Dygest vous propose des résumés selectionnés et vulgarisés par la communauté universitaire.
Voici le résumé de l'un d'entre eux.
de Alain Corbin
Paru en 1982, Le miasme et la jonquille est un ouvrage majeur d’Alain Corbin qui traite des grands changements sociétaux entre le milieu du XVIIIe et le XIXe siècle à travers l’un des cinq sens, l’odorat. Considéré comme un chef d’œuvre de l’histoire des sensibilités, l’ouvrage propose une étude approfondie des odeurs et de l’évolution des attitudes face à celles-ci, montrant par là même l’existence des liens indéfectibles unissant histoire culturelle et histoire sociale.
Cet ouvrage, paru en 1982, est l’un des plus célèbres ouvrages d’Alain Corbin, traitant des odeurs et des perceptions olfactives du milieu du XVIIIe siècle à la fin du XIXe siècle.

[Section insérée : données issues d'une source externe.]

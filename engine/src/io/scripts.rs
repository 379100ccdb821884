//! Script-tool runtime: runs a tool command with its JSON input on stdin.

use std::path::PathBuf;
use std::process::Command;
use std::time::Duration;

use anyhow::{Context, Result, anyhow};
use serde_json::Value;
use tracing::{debug, instrument};

pub use crate::core::scripts::ScriptExecution;
use crate::io::process::run_command_with_timeout;

#[derive(Debug, Clone, PartialEq)]
pub struct ScriptInvocation {
    pub tool_id: String,
    pub command: Vec<String>,
    pub working_dir: Option<PathBuf>,
    pub input: Value,
    pub timeout: Duration,
    pub output_limit_bytes: usize,
}

pub trait ScriptToolRunner: Send + Sync {
    fn execute(&self, invocation: &ScriptInvocation) -> Result<ScriptExecution>;
}

#[derive(Debug, Clone, Default)]
pub struct ProcessScriptRunner;

impl ScriptToolRunner for ProcessScriptRunner {
    #[instrument(skip_all, fields(tool = %invocation.tool_id))]
    fn execute(&self, invocation: &ScriptInvocation) -> Result<ScriptExecution> {
        let (program, args) = invocation
            .command
            .split_first()
            .ok_or_else(|| anyhow!("tool '{}' has an empty command", invocation.tool_id))?;
        let mut cmd = Command::new(program);
        cmd.args(args);
        if let Some(dir) = &invocation.working_dir {
            cmd.current_dir(dir);
        }
        let input = serde_json::to_vec(&invocation.input).context("serialize tool input")?;
        let output = run_command_with_timeout(
            cmd,
            Some(&input),
            invocation.timeout,
            invocation.output_limit_bytes,
        )
        .with_context(|| format!("run tool '{}'", invocation.tool_id))?;
        debug!(exit_code = output.exit_code(), timed_out = output.timed_out, "tool finished");
        Ok(ScriptExecution::from_process(
            output.exit_code(),
            output.stdout_text(),
            output.stderr_text(),
            output.duration,
            output.timed_out,
        ))
    }
}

À partir de sources d’archives jusqu’alors peu explorées par les historiens puisque jugées secondaires (mémoires, correspondances, essais…), il retrace l’évolution des sensibilités et des attitudes face aux odeurs, si présentes dans les villes, campagnes, prisons, bateaux ou cimetières sous un Ancien Régime déclinant.
Entre réalité et fantasme, l’odeur est assimilée au propre et au sale, au sain et au malsain, à la sécurité et au danger. Elle devient sous la plume d’Alain Corbin le principal vecteur des théories aéristes héritées d’Hippocrate, puis hygiénistes du XIXe siècle, hantées par la fermentation et la stagnation. L’essai décrypte ainsi les grands changements sociaux et sociétaux autour de la révolution française à travers le sens considéré comme le plus vil, qui se trouve être également le plus négligé par les historiens de la seconde moitié du XXe siècle.
Les progrès de la science et plus spécifiquement ceux de la chimie et de la médecine au milieu du XVIIIe siècle ont entraîné une totale remise en cause de la composition de l’air et de son rôle sur la santé. Dès lors, toutes les odeurs ont été traquées, mesurées, analysées afin d’asseoir les théories scientifiques et les discours médicaux concernant l’importance de la qualité de l’air (l’aérisme). Parmi celles-ci, une attention particulière a été portée aux miasmes, censés être porteurs de maladies dans la longue tradition hippocratique, toujours vivace avant la découverte des microbes et la révolution pasteurienne.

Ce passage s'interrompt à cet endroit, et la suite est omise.